26 ottobre 2017 ore: 14:55
Immigrazione

Aiutiamoli a casa loro? Gli immigrati lo fanno già con le rimesse

Nel 2016 hanno inviato nei Paesi d'origine 5,1 miliardi di euro, "ben al di sopra dei 3 miliardi di aiuti proposti in questi tempi per i Paesi subsahariani con l'obiettivo di arginare gli attuali flussi migratori". Ai primi posti tra i Paesi destinatari delle rimesse Romania, Bangladesh, Filippine e Senegal
Rimesse, soldi in mano a immigrato

MILANO - "Aiutiamoli a casa loro": per ora ci stanno pensando gli stessi immigrati ad aiutare i familiari rimasti nel Paese d'origine. E mandano a casa molto di più di quanto Italia ed Europa stanziano per i progetti in via di sviluppo. S
Secondo i dati del Dossier Immigrazione di Idos e Confronti, presentato oggi a Roma e Milano, nel 2016 le rimesse sono state pari a 5,1 miliardi di euro, 2 miliardi in meno rispetto al 2011, ma comunque "ben al di sopra dei 3 miliardi di aiuti proposti in questi tempi per i Paesi subsahariani con l'obiettivo di arginare gli attuali flussi migratori". E se allarghiamo lo sguardo a livello europeo la situazione non cambia: le rimesse sono state pari a 30,3 miliardi nel 2015, mentre secondo il Governo tedesco occorrerebbero circa 49 miliardi per riuscire a disincentivare migliaia di persone dall'intento di lasciare l'Africa. "Miliardi che nessuno però al momento intende mettere a disposizione", sottolineano i ricercatori del Dossier.

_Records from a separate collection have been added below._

//! Host-side test doubles for the supervisor/driver integration tests,
//! analogous in spirit to the crate's own `RamDisk` fixture: plain `std`
//! state behind the trait boundaries the real firmware would bind to an
//! RTOS and an SPI peripheral.

use sd_supervisor::fs::Filesystem;
use sd_supervisor::proto;
use sd_supervisor::supervisor::{AccessSemaphore, CardDetect, Command, CommandQueue};
use sd_supervisor::transport::{Error as TransportError, Transport};
use std::cell::Cell;
use std::collections::VecDeque;
use std::sync::{Condvar, Mutex};
use std::time::{Duration, Instant};

/// A byte-level SD2 card simulator driving the full SPI init handshake.
///
/// Tracks each 6-byte command frame as it's clocked out and queues up the
/// R1 (plus any trailing data, such as an R7's echo pattern) a real card
/// would return on the following `0xFF` polls. `cmd0_fails` models a card
/// that never leaves the idle state, e.g. one that's gone bad or isn't
/// really there.
pub struct FakeCard {
    frame: Vec<u8>,
    queued: VecDeque<u8>,
    expect_acmd: bool,
    pub cmd0_fails: bool,
}

impl FakeCard {
    pub fn new() -> Self {
        FakeCard {
            frame: Vec::new(),
            queued: VecDeque::new(),
            expect_acmd: false,
            cmd0_fails: false,
        }
    }

    pub fn failing() -> Self {
        let mut card = Self::new();
        card.cmd0_fails = true;
        card
    }

    fn handle_frame(&mut self) {
        let cmd = self.frame[0] & 0x3F;
        let was_acmd = self.expect_acmd;
        self.expect_acmd = false;
        self.frame.clear();

        if was_acmd {
            self.queued.push_back(proto::R1_READY_STATE);
            return;
        }

        match cmd {
            proto::CMD0 => self.queued.push_back(if self.cmd0_fails {
                proto::R1_READY_STATE
            } else {
                proto::R1_IDLE_STATE
            }),
            proto::CMD8 => {
                self.queued.push_back(proto::R1_IDLE_STATE);
                self.queued.extend([0x00, 0x00, 0x01, 0xAA]);
            }
            proto::CMD55 => {
                self.queued.push_back(proto::R1_IDLE_STATE);
                self.expect_acmd = true;
            }
            proto::CMD58 => {
                self.queued.push_back(proto::R1_READY_STATE);
                self.queued.extend([0x40, 0x00, 0x00, 0x00]);
            }
            _ => self.queued.push_back(proto::R1_READY_STATE),
        }
    }
}

impl Default for FakeCard {
    fn default() -> Self {
        Self::new()
    }
}

impl Transport for FakeCard {
    fn exchange(&mut self, out: u8) -> Result<u8, TransportError> {
        if out != 0xFF {
            self.frame.push(out);
            if self.frame.len() == 6 {
                self.handle_frame();
            }
            return Ok(0xFF);
        }
        Ok(self.queued.pop_front().unwrap_or(0xFF))
    }

    fn dma_burst(&mut self, buffer: &mut [u8], _ceiling_ms: u32) -> Result<(), TransportError> {
        buffer.fill(0x00);
        Ok(())
    }

    fn select(&mut self) -> Result<(), TransportError> {
        Ok(())
    }

    fn deselect(&mut self) -> Result<(), TransportError> {
        Ok(())
    }

    fn set_clock_freq(&mut self, _hz: u32) {}
    fn set_dma_enabled(&mut self, _enabled: bool) {}
    fn lock(&mut self) {}
    fn unlock(&mut self) {}
    fn delay_us(&mut self, _us: u32) {}
}

/// Records the power rail's last commanded state.
pub struct FakePower {
    pub up: bool,
}

impl FakePower {
    pub fn new() -> Self {
        FakePower { up: false }
    }
}

impl Default for FakePower {
    fn default() -> Self {
        Self::new()
    }
}

impl sd_supervisor::power::PowerControl for FakePower {
    type Error = ();

    fn power_down(&mut self) -> Result<(), Self::Error> {
        self.up = false;
        Ok(())
    }

    fn power_up(&mut self) -> Result<(), Self::Error> {
        self.up = true;
        Ok(())
    }
}

/// A card-detect pin a test can flip mid-run, standing in for the
/// insertion/removal interrupt.
#[derive(Default)]
pub struct FlippableDetect {
    present: Cell<bool>,
}

impl FlippableDetect {
    pub fn new(present: bool) -> Self {
        FlippableDetect {
            present: Cell::new(present),
        }
    }

    pub fn set(&self, present: bool) {
        self.present.set(present);
    }
}

impl CardDetect for FlippableDetect {
    fn is_present(&self) -> bool {
        self.present.get()
    }
}

impl CardDetect for &FlippableDetect {
    fn is_present(&self) -> bool {
        (**self).is_present()
    }
}

/// Counts mount/unmount calls instead of doing anything with them.
#[derive(Default)]
pub struct CountingFilesystem {
    pub mounts: Cell<u32>,
    pub unmounts: Cell<u32>,
}

impl Filesystem for CountingFilesystem {
    type Error = ();

    fn mount(&self) -> Result<(), Self::Error> {
        self.mounts.set(self.mounts.get() + 1);
        Ok(())
    }

    fn unmount(&self) -> Result<(), Self::Error> {
        self.unmounts.set(self.unmounts.get() + 1);
        Ok(())
    }
}

impl Filesystem for &CountingFilesystem {
    type Error = ();

    fn mount(&self) -> Result<(), Self::Error> {
        (**self).mount()
    }

    fn unmount(&self) -> Result<(), Self::Error> {
        (**self).unmount()
    }
}

pub struct NoopDelay;

impl embedded_hal::delay::DelayNs for NoopDelay {
    fn delay_ns(&mut self, _ns: u32) {}
}

/// Bounded, capacity-2, drop-newest-on-overflow command queue. Same
/// contract as the crate's own `host::StdCommandQueue`, reimplemented here
/// since that one is only compiled in for the crate's own unit tests.
pub struct StdCommandQueue {
    state: Mutex<VecDeque<Command>>,
    cond: Condvar,
}

impl StdCommandQueue {
    pub fn new() -> Self {
        StdCommandQueue {
            state: Mutex::new(VecDeque::new()),
            cond: Condvar::new(),
        }
    }
}

impl Default for StdCommandQueue {
    fn default() -> Self {
        Self::new()
    }
}

impl CommandQueue for StdCommandQueue {
    fn send(&self, command: Command) -> bool {
        let mut queue = self.state.lock().unwrap();
        if queue.len() >= 2 {
            return false;
        }
        queue.push_back(command);
        self.cond.notify_one();
        true
    }

    fn receive(&self, timeout_ms: Option<u32>) -> Option<Command> {
        let mut queue = self.state.lock().unwrap();
        match timeout_ms {
            None => {
                while queue.is_empty() {
                    queue = self.cond.wait(queue).unwrap();
                }
                queue.pop_front()
            }
            Some(ms) => {
                let deadline = Instant::now() + Duration::from_millis(ms as u64);
                while queue.is_empty() {
                    let now = Instant::now();
                    if now >= deadline {
                        return None;
                    }
                    let (guard, result) = self.cond.wait_timeout(queue, deadline - now).unwrap();
                    queue = guard;
                    if result.timed_out() && queue.is_empty() {
                        return None;
                    }
                }
                queue.pop_front()
            }
        }
    }
}

impl CommandQueue for &StdCommandQueue {
    fn send(&self, command: Command) -> bool {
        (**self).send(command)
    }

    fn receive(&self, timeout_ms: Option<u32>) -> Option<Command> {
        (**self).receive(timeout_ms)
    }
}

/// A binary semaphore, starting "given" (available).
pub struct StdSemaphore {
    state: Mutex<bool>,
    cond: Condvar,
}

impl StdSemaphore {
    pub fn new() -> Self {
        StdSemaphore {
            state: Mutex::new(true),
            cond: Condvar::new(),
        }
    }
}

impl Default for StdSemaphore {
    fn default() -> Self {
        Self::new()
    }
}

impl AccessSemaphore for StdSemaphore {
    fn take(&self, timeout_ms: u32) -> bool {
        let mut available = self.state.lock().unwrap();
        let deadline = Instant::now() + Duration::from_millis(timeout_ms as u64);
        while !*available {
            let now = Instant::now();
            if now >= deadline {
                return false;
            }
            let (guard, result) = self.cond.wait_timeout(available, deadline - now).unwrap();
            available = guard;
            if result.timed_out() && !*available {
                return false;
            }
        }
        *available = false;
        true
    }

    fn give(&self) {
        let mut available = self.state.lock().unwrap();
        *available = true;
        self.cond.notify_one();
    }
}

Tra i Paesi nei quali sono state inviate più rimesse figura al primo posto la Romania, con oltre 777 milioni di euro, seguita dal Bangladesh (487 milioni di euro), dalle Filippine (335 milioni di euro), dal Senegal (279 milioni di euro) e dall'India (275 milioni di euro). Se consideriamo i continenti, rimane sempre l'Europa la destinataria principale delle rimesse, con 1,4 miliardi di euro, seguita dall'Asia (1,9 miliardi), dall'Africa (918 mila euro) e dall'America (747 mila euro).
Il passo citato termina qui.